*WHAT THIS TASK INVOLVES*. Give, as a bare number, the count of lines below that contain "there".

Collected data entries
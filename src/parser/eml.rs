//! Decoding `.eml` files (bare RFC 5322 messages) into [`ParsedEmail`].

use std::path::Path;

use base64::engine::general_purpose::STANDARD;
use base64::Engine;
use mail_parser::{Message, MessageParser, MessagePart, MimeHeaders};

use crate::error::{ConvertError, Result};
use crate::model::attachment::{Attachment, ContentHeader};
use crate::model::email::{BodyPart, EmailHeader, ParsedEmail};
use crate::parser::header;

/// Anything that can turn raw message bytes into a [`ParsedEmail`].
///
/// The attachment resolver re-decodes nested `message/rfc822` attachments
/// through this trait.
pub trait EmailDecoder {
    fn decode(&self, raw: &[u8]) -> Result<ParsedEmail>;
}

/// [`EmailDecoder`] backed by `mail-parser` for both MIME structure and
/// header fields.
#[derive(Debug, Clone, Copy, Default)]
pub struct MailDecoder;

impl EmailDecoder for MailDecoder {
    fn decode(&self, raw: &[u8]) -> Result<ParsedEmail> {
        let message_bytes = skip_bom(raw);
        let parser = MessageParser::default();
        let msg = parser
            .parse(message_bytes)
            .ok_or_else(|| ConvertError::Decode("no RFC 5322 header block found".into()))?;

        Ok(ParsedEmail {
            header: build_header(&msg, message_bytes),
            bodies: collect_bodies(&msg),
            attachments: collect_attachments(&msg, message_bytes),
        })
    }
}

/// Read a single `.eml` file.
pub fn read_eml(path: impl AsRef<Path>) -> Result<Vec<u8>> {
    let path = path.as_ref();
    std::fs::read(path).map_err(|e| {
        if e.kind() == std::io::ErrorKind::NotFound {
            ConvertError::FileNotFound(path.to_path_buf())
        } else {
            ConvertError::io(path, e)
        }
    })
}

fn build_header(msg: &Message<'_>, message_bytes: &[u8]) -> EmailHeader {
    let headers = msg.headers();
    EmailHeader {
        from: header::bare_addresses(msg.from())
            .into_iter()
            .next()
            .unwrap_or_default(),
        subject: msg.subject().unwrap_or_default().to_string(),
        to: header::bare_addresses(msg.to()),
        cc: header::bare_addresses(msg.cc()),
        date: msg.date().and_then(header::to_utc),
        received: headers
            .iter()
            .filter(|h| h.name.as_str().eq_ignore_ascii_case("received"))
            .map(|h| header::received_hop(message_bytes, h))
            .collect(),
        header: Some(header::raw_header_map(message_bytes, headers)),
    }
}

/// Text and HTML body parts, in the order they appear in the message.
fn collect_bodies(msg: &Message<'_>) -> Vec<BodyPart> {
    let mut parts: Vec<&MessagePart<'_>> = msg
        .text_bodies()
        .chain(msg.html_bodies())
        .filter(|part| part.is_text())
        .collect();
    parts.sort_by_key(|part| part.raw_header_offset());
    parts.dedup_by_key(|part| part.raw_header_offset());

    parts
        .into_iter()
        .map(|part| BodyPart {
            content_type: part.content_type().map(media_type),
            content: part
                .text_contents()
                .map(String::from)
                .unwrap_or_else(|| String::from_utf8_lossy(part.contents()).into_owned()),
        })
        .collect()
}

fn collect_attachments(msg: &Message<'_>, message_bytes: &[u8]) -> Vec<Attachment> {
    msg.attachments()
        .map(|part| {
            let values = |name: &str| -> Vec<String> {
                part.headers
                    .iter()
                    .filter(|h| h.name.as_str().eq_ignore_ascii_case(name))
                    .map(|h| header::raw_value(message_bytes, h))
                    .collect()
            };

            let mut content_type = values("content-type");
            if content_type.is_empty() {
                content_type.push(
                    part.content_type()
                        .map(media_type)
                        .unwrap_or_else(|| "application/octet-stream".to_string()),
                );
            }

            Attachment {
                content_header: Some(ContentHeader {
                    content_type,
                    content_id: values("content-id"),
                }),
                raw: Some(STANDARD.encode(part.contents())),
                filename: part.attachment_name().map(String::from),
            }
        })
        .collect()
}

fn media_type(ct: &mail_parser::ContentType<'_>) -> String {
    match ct.subtype() {
        Some(sub) => format!("{}/{}", ct.ctype(), sub).to_ascii_lowercase(),
        None => ct.ctype().to_ascii_lowercase(),
    }
}

fn skip_bom(data: &[u8]) -> &[u8] {
    data.strip_prefix(&[0xEF, 0xBB, 0xBF]).unwrap_or(data)
}

#[cfg(test)]
mod tests {
    use super::*;

    const RELATED: &str = "From: Alice Example <alice@example.com>\r\n\
To: Bob <bob@example.com>, carol@example.com\r\n\
Subject: =?UTF-8?Q?Caf=C3=A9?=\r\n\
Date: Thu, 04 Jan 2024 10:00:00 +0000\r\n\
MIME-Version: 1.0\r\n\
Content-Type: multipart/related; boundary=\"XYZ\"\r\n\
\r\n\
--XYZ\r\n\
Content-Type: text/html; charset=utf-8\r\n\
\r\n\
<p>Hi <img src=\"cid:img1\"></p>\r\n\
--XYZ\r\n\
Content-Type: image/png; name=\"dot.png\"\r\n\
Content-ID: <img1>\r\n\
Content-Transfer-Encoding: base64\r\n\
Content-Disposition: inline; filename=\"dot.png\"\r\n\
\r\n\
AAAA\r\n\
--XYZ--\r\n";

    #[test]
    fn test_decode_header_fields() {
        let email = MailDecoder.decode(RELATED.as_bytes()).unwrap();
        assert_eq!(email.header.from, "alice@example.com");
        assert_eq!(email.header.to, vec!["bob@example.com", "carol@example.com"]);
        assert!(email.header.cc.is_empty());
        assert_eq!(email.header.subject, "Café");
        assert!(email.header.date.is_some());
        let raw = email.header.header.as_ref().unwrap();
        assert_eq!(raw.first("from"), Some("Alice Example <alice@example.com>"));
        assert!(raw.get("bcc").is_empty());
    }

    #[test]
    fn test_decode_html_body() {
        let email = MailDecoder.decode(RELATED.as_bytes()).unwrap();
        let html: Vec<_> = email.bodies.iter().filter(|b| b.is("text/html")).collect();
        assert_eq!(html.len(), 1);
        assert!(html[0].content.contains("cid:img1"));
    }

    #[test]
    fn test_decode_inline_attachment_headers() {
        let email = MailDecoder.decode(RELATED.as_bytes()).unwrap();
        assert_eq!(email.attachments.len(), 1);
        let att = &email.attachments[0];
        let ch = att.content_header.as_ref().unwrap();
        assert_eq!(ch.content_id(), Some("<img1>"));
        assert!(ch.content_type().unwrap().starts_with("image/png"));
        assert_eq!(att.filename.as_deref(), Some("dot.png"));
        let decoded = STANDARD.decode(att.raw.as_ref().unwrap()).unwrap();
        assert_eq!(decoded, vec![0u8, 0, 0]);
    }

    #[test]
    fn test_decode_plain_message_without_content_type() {
        let raw = b"From: a@x.com\nTo: b@x.com\nSubject: Hi\n\nHello there\n";
        let email = MailDecoder.decode(raw).unwrap();
        assert_eq!(email.bodies.len(), 1);
        assert!(email.bodies[0].content_type.is_none());
        assert!(email.bodies[0].content.contains("Hello there"));
        assert!(email.attachments.is_empty());
    }

    #[test]
    fn test_decode_received_hops() {
        let raw = b"Received: from a by b; Fri, 05 Jan 2024 08:30:00 +0000\n\
Received: from c by d; Thu, 04 Jan 2024 10:00:00 +0000\n\
From: a@x.com\nSubject: Hi\n\nBody\n";
        let email = MailDecoder.decode(raw).unwrap();
        assert_eq!(email.header.received.len(), 2);
        let first = email.header.received[0].date.unwrap();
        assert_eq!(first.format("%Y-%m-%d").to_string(), "2024-01-05");
    }

    #[test]
    fn test_decode_encoded_display_name_with_comma() {
        let raw = b"From: =?UTF-8?Q?Smith,_Ann?= <ann@x.com>\r\n\
To: =?UTF-8?Q?Doe,_John?= <j@x.com>\r\n\
Cc: =?UTF-8?B?Um9lLCBKYW5l?= <jane@x.com>, bob@x.com\r\n\
Subject: s\r\n\r\nbody\r\n";
        let email = MailDecoder.decode(raw).unwrap();
        assert_eq!(email.header.from, "ann@x.com");
        assert_eq!(email.header.to, vec!["j@x.com"]);
        assert_eq!(email.header.cc, vec!["jane@x.com", "bob@x.com"]);
        let raw = email.header.header.as_ref().unwrap();
        assert_eq!(raw.first("cc"), Some("\"Roe, Jane\" <jane@x.com>, bob@x.com"));
    }

    #[test]
    fn test_read_eml_missing_file() {
        let err = read_eml("/definitely/not/here.eml").unwrap_err();
        assert!(matches!(err, ConvertError::FileNotFound(_)));
    }
}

*WRITTEN RESPONSE*. 2